PERTH (miningweekly.com) – Aluminium major Alcoa refused to be drawn into speculation on Friday that it was considering a takeover offer for its Portland smelter, in Victoria, from Dutch group Aloft Holdings.
The smelter, which has been operational since 1986, is a joint venture between Alcoa of Australia, Citic and Marubeni Aluminium Australia, with Alcoa running the day-to-day operations.
The smelter, in which Alcoa of Australia holds a 55% interest, has an annual capacity of 358 000 t and produces 22.5 kg aluminium ingots, with the majority of the product produced exported to customers in China.

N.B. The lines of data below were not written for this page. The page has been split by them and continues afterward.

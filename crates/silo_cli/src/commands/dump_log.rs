//! Dump-log command implementation.

use std::path::Path;

use serde::Serialize;

use silo_core::volume::{scan_data_file, DATA_EXT};
use silo_core::VolumeId;
use silo_storage::FileBackend;

/// One dumped record.
#[derive(Debug, Serialize)]
pub struct DumpedRecord {
    /// Byte offset of the record in the data file.
    pub offset: u64,
    /// Needle id, hex.
    pub id: String,
    /// Cookie, hex.
    pub cookie: String,
    /// Payload length in bytes.
    pub data_len: usize,
    /// Full on-disk record length.
    pub record_len: u64,
    /// Whether the record is a deletion tombstone.
    pub tombstone: bool,
    /// File name, if stored.
    #[serde(skip_serializing_if = "Option::is_none")]
    pub name: Option<String>,
    /// Mime type, if stored.
    #[serde(skip_serializing_if = "Option::is_none")]
    pub mime: Option<String>,
    /// Append timestamp in nanoseconds, zero for pre-v3 volumes.
    pub append_at_ns: u64,
}

/// Runs the dump-log command.
pub fn run(
    path: &Path,
    collection: &str,
    volume: u32,
    limit: Option<usize>,
    format: &str,
) -> Result<(), Box<dyn std::error::Error>> {
    let base = super::volume_base(path, collection, volume);
    let data_path = super::volume_file(&base, DATA_EXT);
    if !data_path.exists() {
        return Err(format!("Data file not found: {}", data_path.display()).into());
    }

    let backend = FileBackend::open_existing(&data_path)?;
    let max = limit.unwrap_or(usize::MAX);
    let mut records = Vec::new();

    scan_data_file(VolumeId::new(volume), &backend, |needle, offset, record_len| {
        if records.len() >= max {
            return Ok(());
        }
        records.push(DumpedRecord {
            offset,
            id: needle.id.to_string(),
            cookie: format!("{:x}", needle.cookie.as_u64()),
            data_len: needle.data.len(),
            record_len,
            tombstone: needle.data.is_empty() && needle.cookie.as_u64() == 0,
            name: (!needle.name.is_empty())
                .then(|| String::from_utf8_lossy(&needle.name).into_owned()),
            mime: (!needle.mime.is_empty())
                .then(|| String::from_utf8_lossy(&needle.mime).into_owned()),
            append_at_ns: needle.append_at_ns,
        });
        Ok(())
    })?;

    match format {
        "json" => println!("{}", serde_json::to_string_pretty(&records)?),
        _ => {
            for record in &records {
                let kind = if record.tombstone { "tombstone" } else { "needle" };
                print!(
                    "{:>10}  {kind:<9} id={} cookie={} data={}B record={}B",
                    record.offset, record.id, record.cookie, record.data_len, record.record_len
                );
                if let Some(name) = &record.name {
                    print!(" name={name}");
                }
                if let Some(mime) = &record.mime {
                    print!(" mime={mime}");
                }
                println!();
            }
            println!("{} records", records.len());
        }
    }

    Ok(())
}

The smelter is estimated to produce 19% of Australia’s total aluminium production, and is the largest employer in the region, with 470 direct employees and 160 contractors.
The federal government last year offered Alcoa a A$76.8-million commitment over a four-year period to support the smelter as the state struggled with energy supply. The federal government proposed to underwrite revenue earned by the Alcoa-owned facility for reducing its load when the supply-demand balance is tight.
Reports on Friday suggested that Alcoa was locked in confidential talks with Aloft, as well as with other potential suitors for the Portland asset over the past six months.
Alcoa declined to comment when reached by Mining Weekly Online.